The cover illustration of the November 1928 issue of Science and Invention featured an experimenter operating one of the homemade television receivers, who was shown using a 125-hertz tuning fork to adjust the scanning wheel speed. Looking through the vibrating tuning fork, a stationary line pattern on the hub indicated when the wheel was spinning at 450 RPM. The proper speed is not the only requirement, as the receiver's disk must also match the angular position of the television station's scanner disk. (Most mechanical television stations used scanners instead of cameras to pick up the talent.) To make both disks align, the viewer pressed a button to adjust the receiving disk's speed.

With homemade sets, maintaining synchronization was a major concern. A receiver with a fan ("universal") motor required the viewer to manually synchronize picture reception. The scanner at the television studio used a synchronous motor. With the same type synchronous motor, the receiver is far easier to keep in step, which is made much easier if both the studio scanner and the home are running off power from the same AC power grid, for with synchronous motors on the same grid, receiver sync is automatic, and the user must then only frame the picture. The variable resistors (R6 and R7 in the construction schematic) controlled the motor speed. The switch boosted the speed of the disk to synchronize it with the camera. To achieve 7.5 image frames per second, the receiver's disk, being rotated by standard household fan motor, needed to spin at 450 rpm. An external, variable resistor controlled the motor speed.

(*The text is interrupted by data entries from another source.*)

use std::fmt;
use std::io;
use std::path::{Path, PathBuf};

use thiserror::Error;

/// Everything that can go wrong writing or reading a table.
///
/// Absence is not in here: a missing key is `Ok(None)` from
/// [`get`](crate::SSTableReader::get), and an exhausted scan is the
/// iterator's `None`.
#[derive(Debug, Error)]
pub enum Error {
    /// The writer was handed a key equal to the previous one.
    #[error("the same key cannot be written more than once")]
    DuplicateKey,

    /// The writer was handed a key ordered before the previous one.
    #[error("non-ascending key cannot be written")]
    OutOfOrderKey,

    /// A value's bytes no longer hash to the checksum its index entry
    /// recorded at write time.
    #[error(
        "value checksum mismatch at data offset {offset}: expected {expected:#018x}, got {actual:#018x}"
    )]
    ChecksumMismatch {
        offset: u64,
        expected: u64,
        actual: u64,
    },

    /// The table was written by a newer version of this library.
    #[error("unsupported table version {found} (this reader supports <= {max})")]
    UnsupportedVersion { found: u32, max: u32 },

    /// Missing or nonsensical configuration.
    #[error("invalid argument: {0}")]
    InvalidArgument(String),

    /// The table's files are damaged or were never finalized.
    #[error("corrupt table: {0}")]
    CorruptTable(String),

    /// A recordio-level failure in the data or index file.
    #[error(transparent)]
    Record(#[from] recordio::Error),

    /// An underlying filesystem failure, with the path it happened on.
    #[error("io error on '{}': {source}", .path.display())]
    Io { path: PathBuf, source: io::Error },

    /// Several independent failures from a multi-step close path.
    #[error("{0}")]
    Multiple(ErrorChain),
}

pub type Result<T> = std::result::Result<T, Error>;

impl Error {
    pub(crate) fn io(path: impl AsRef<Path>, source: io::Error) -> Self {
        Error::Io {
            path: path.as_ref().to_path_buf(),
            source,
        }
    }

    /// True for the variants that indicate on-disk damage (as opposed to
    /// caller mistakes or plain I/O failures). Tables reporting these should
    /// be quarantined.
    #[must_use]
    pub fn is_corruption(&self) -> bool {
        match self {
            Error::ChecksumMismatch { .. } | Error::CorruptTable(_) => true,
            Error::Record(recordio::Error::CorruptFormat(_))
            | Error::Record(recordio::Error::CorruptRecord { .. }) => true,
            Error::Multiple(chain) => chain.0.iter().any(Error::is_corruption),
            _ => false,
        }
    }
}

/// Joins the accumulated failures of a multi-step operation: `Ok(())` for
/// none, the error itself for one, [`Error::Multiple`] otherwise.
pub(crate) fn join(errors: Vec<Error>) -> Result<()> {
    let mut errors = errors;
    match errors.len() {
        0 => Ok(()),
        1 => Err(errors.remove(0)),
        _ => Err(Error::Multiple(ErrorChain(errors))),
    }
}

/// A list of independent errors, displayed in order.
#[derive(Debug)]
pub struct ErrorChain(pub Vec<Error>);

impl fmt::Display for ErrorChain {
    fn fmt(&self, f: &mut fmt::Formatter<'_>) -> fmt::Result {
        write!(f, "{} errors: ", self.0.len())?;
        for (i, err) in self.0.iter().enumerate() {
            if i > 0 {
                write!(f, "; ")?;
            }
            write!(f, "[{err}]")?;
        }
        Ok(())
    }
}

The Federal Radio Commission was concerned about television broadcasts on the AM radio band, and the possible interference with standard audio broadcasts. On November 2, 1928, the FRC limited television broadcast to shortwave stations above 1500 kHz. The broadcast would be limited to a 10 kHz bandwidth and for periods of not more than one hour per day. They were not allowed between 6 PM and 11 PM. The commission would review television broadcasting in January 1929.

== See also ==
- November 1928 Radio News article on first TV broadcast
- List of experimental television stations
- Mechanical television
- History of television

==Notes==
- In the 1920s, a listing of broadcast stations in a magazine or newspaper would use wavelength instead of frequency to specify a station's location on the radio dial. The advertising logo for WRNY shows both, 326 meters and 920 kilocycles. The public was slow to adopt the new "kilocycle" terminology because they could relate to wavelengths. A radio station's antenna was a one-half wavelength long wire between two masts. The unit kilocycle (kc.) was replaced by kilohertz (kHz) in the 1960s.